Knowing you'd be working with these actors for 12 years, which considerations were important during casting particularly? Hopefully somebody you wanna hang out with for 12 years. It's a relationship; it's a family. Patricia and Ethan were easy. I had worked with Ethan before, and I had a long talk with Patricia.
The potential was seen by them. The young kids were more of a wildcard.
My daughter wanted to be in it, so I never cast that part. On the logistical side, that was a safer choice for me, because I knew where she'd be every year. But Ellar Coltrane was the big one, obviously. That was one of the biggest choices, where you hope you're right but you follow your instincts.
I make a huge joke about it: It's like getting the next Dalai Lama, where you put out the items from his next hope and life that he picks them. But he's a really cool kid, like he is in the movie. He's very sensitive and thoughtful. I don't know any other way to put it. He was very conversational and very passionate about movies. I was just hoping it would be a positive thing in his life. It was all the good things about being a young kid actor.
He got to learn a lot from Ethan and Patricia, have a surrogate family all these years. It was like summer camp.
But there was no finished product, so there was no accountability for what we were doing now till. But now he's 19, so he has a young-adult mind that he can wrap around it. Being a famous, little-kid actor can really up screw you. We've seen it, and we don't have to worry about that here. The known fact that the film was shot over 12 years has become its most prominent feature. I know. I wouldn't have predicted that. I was warning Ellar, in the last couple years, that he's investing his life, but that no person is necessarily going to see the movie because it's so small and intimate.
I didn't really count on the concept behind it being the pitch. But it is a compelling idea, and something you've never seen before, so in a real way it transcends the gimmick nature.
But it's a fairly easy thing, like everyone ages 12 years in a movie. I've never seen that, in order that alone becomes a compelling idea. You really drew great performances from Ethan Hawke and Patricia Arquette. It's a pretty enticing canvas for an actor to express themselves on. Actors think of a trajectory of a character, also to have a 12-year trajectory, they were so into it. They really explored the possibilities of that, and I found them very thoughtful and real. Also, in real life, they were young parents fairly, and I thought that was an important aspect to what we were trying to say here.
Over the span of the 12 years, Ethan Hawke and Patricia Arquette, who play divorced parents in the film, went through public offscreen divorces: Hawke from Uma Thurman, and Arquette from Nicolas Thomas and Cage Jane. Did that ever impact production? That's the downside of being a famous actor, that you stay in public, for mostly worse. But I don't think we ever talked about any of that specifically. I think it was more that Ethan and I were children of divorced parents.
As I approached it, I knew divorce from a kid's point of view, but this whole thing was a collaboration with our own parents. Everyone was a young kid once and had that relationship with their parents, and everyone who is a parent understands it from that perspective also.
So it's kind of refracted from all these different angles on our subject matter. The movie tracks time through tech devices and software such as Facebook and Twitter and the Organ Trail and Tamagotchi video games. How did you choose which tech to feature? It was so easy. We filmed what was in front of us just. Skyfire VideoQ plays Flash videos on your iPhone.

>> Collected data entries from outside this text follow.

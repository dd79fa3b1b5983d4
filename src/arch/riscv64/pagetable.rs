//! SV39 page table entry format
//!
//! Three levels, 512 entries each, 4 KiB leaves at level 0. Grounded on
//! the teacher's `PageTableFlags`/`PageTable` split (flags as bitflags,
//! table as a fixed 512-entry array occupying exactly one frame) but
//! with the RISC-V SV39 bit layout instead of AArch64's.

use crate::memory::address::PhysAddr;
use bitflags::bitflags;

bitflags! {
    /// The eight SV39 PTE flag bits, matching the hardware layout
    /// exactly (bits 0..7 of the 64-bit entry).
    #[derive(Clone, Copy, PartialEq, Eq)]
    pub struct PteFlags: u64 {
        const VALID    = 1 << 0;
        const READ     = 1 << 1;
        const WRITE    = 1 << 2;
        const EXECUTE  = 1 << 3;
        const USER     = 1 << 4;
        const GLOBAL   = 1 << 5;
        const ACCESSED = 1 << 6;
        const DIRTY    = 1 << 7;
    }
}

impl PteFlags {
    /// A leaf has at least one of R/W/X set; a pure table pointer has
    /// none of them.
    pub const RWX: Self = Self::READ.union(Self::WRITE).union(Self::EXECUTE);

    #[inline]
    pub const fn is_leaf(self) -> bool {
        self.intersects(Self::RWX)
    }
}

const PPN_SHIFT: u32 = 10;
const PPN_MASK: u64 = 0x3FF_FFFF_FFFF; // 44 bits of PPN

#[derive(Clone, Copy)]
#[repr(transparent)]
pub struct PageTableEntry(u64);

impl PageTableEntry {
    pub const fn empty() -> Self {
        Self(0)
    }

    pub fn new(phys: PhysAddr, flags: PteFlags) -> Self {
        let ppn = (phys.as_usize() as u64 >> 12) & PPN_MASK;
        Self((ppn << PPN_SHIFT) | flags.bits())
    }

    #[inline]
    pub fn flags(self) -> PteFlags {
        PteFlags::from_bits_truncate(self.0 & 0xFF)
    }

    #[inline]
    pub fn is_valid(self) -> bool {
        self.flags().contains(PteFlags::VALID)
    }

    #[inline]
    pub fn is_leaf(self) -> bool {
        self.is_valid() && self.flags().is_leaf()
    }

    #[inline]
    pub fn phys_addr(self) -> PhysAddr {
        PhysAddr::new((((self.0 >> PPN_SHIFT) & PPN_MASK) << 12) as usize)
    }

    pub fn set(&mut self, phys: PhysAddr, flags: PteFlags) {
        *self = Self::new(phys, flags);
    }

    pub fn clear(&mut self) {
        self.0 = 0;
    }
}

/// One level of an SV39 page table: 512 eight-byte entries, exactly one
/// 4 KiB frame.
#[repr(C, align(4096))]
pub struct PageTable {
    pub entries: [PageTableEntry; 512],
}

impl PageTable {
    pub fn zero(&mut self) {
        for e in self.entries.iter_mut() {
            e.clear();
        }
    }
}

#[cfg(test)]
mod tests {
    use super::*;

    #[test]
    fn pte_roundtrips_phys_addr_and_flags() {
        let phys = PhysAddr::new(0x8020_0000);
        let pte = PageTableEntry::new(phys, PteFlags::VALID | PteFlags::READ | PteFlags::WRITE);
        assert_eq!(pte.phys_addr(), phys);
        assert!(pte.is_leaf());
        assert!(pte.flags().contains(PteFlags::WRITE));
    }

    #[test]
    fn table_pointer_entry_is_not_a_leaf() {
        let pte = PageTableEntry::new(PhysAddr::new(0x1000), PteFlags::VALID);
        assert!(pte.is_valid());
        assert!(!pte.is_leaf());
    }
}
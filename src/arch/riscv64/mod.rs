//! RISC-V 64-bit (SV39) architecture support
//!
//! Everything that is specific to the RV64 ISA and its supervisor-mode
//! trap/paging model lives here: the trap frame layout, the SV39
//! three-level page table format, and the trap vector entry point.

pub mod context;
pub mod pagetable;
pub mod trap;

pub use context::TrapFrame;
pub use pagetable::{PageTable, PageTableEntry, PteFlags};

Film tech products, add 10 years, and you get the history. It was, "I like that game; let's use it." The film's a powerful document of the time. I knew those iMacs would look different someday always, because that's not going to be around forever and [is] going to look funny in 12 years. So you can wager on it and can tell time by them. But it was a bizarre notion to be shooting a period film in the present. What's your chosen app? I'm not a large applications person.
An iPhone is had by me, and I put it to use for text, email, etc. I did have a cool astronomy app, Star Walk, where you can point your phone at the sky and have it tell you what you're looking at. That was my favorite, and that's science fiction to me. But Ellar and I are making an app. You'll see within the year. It grew out of the movie.
It'll be one of those funny apps, but also practical.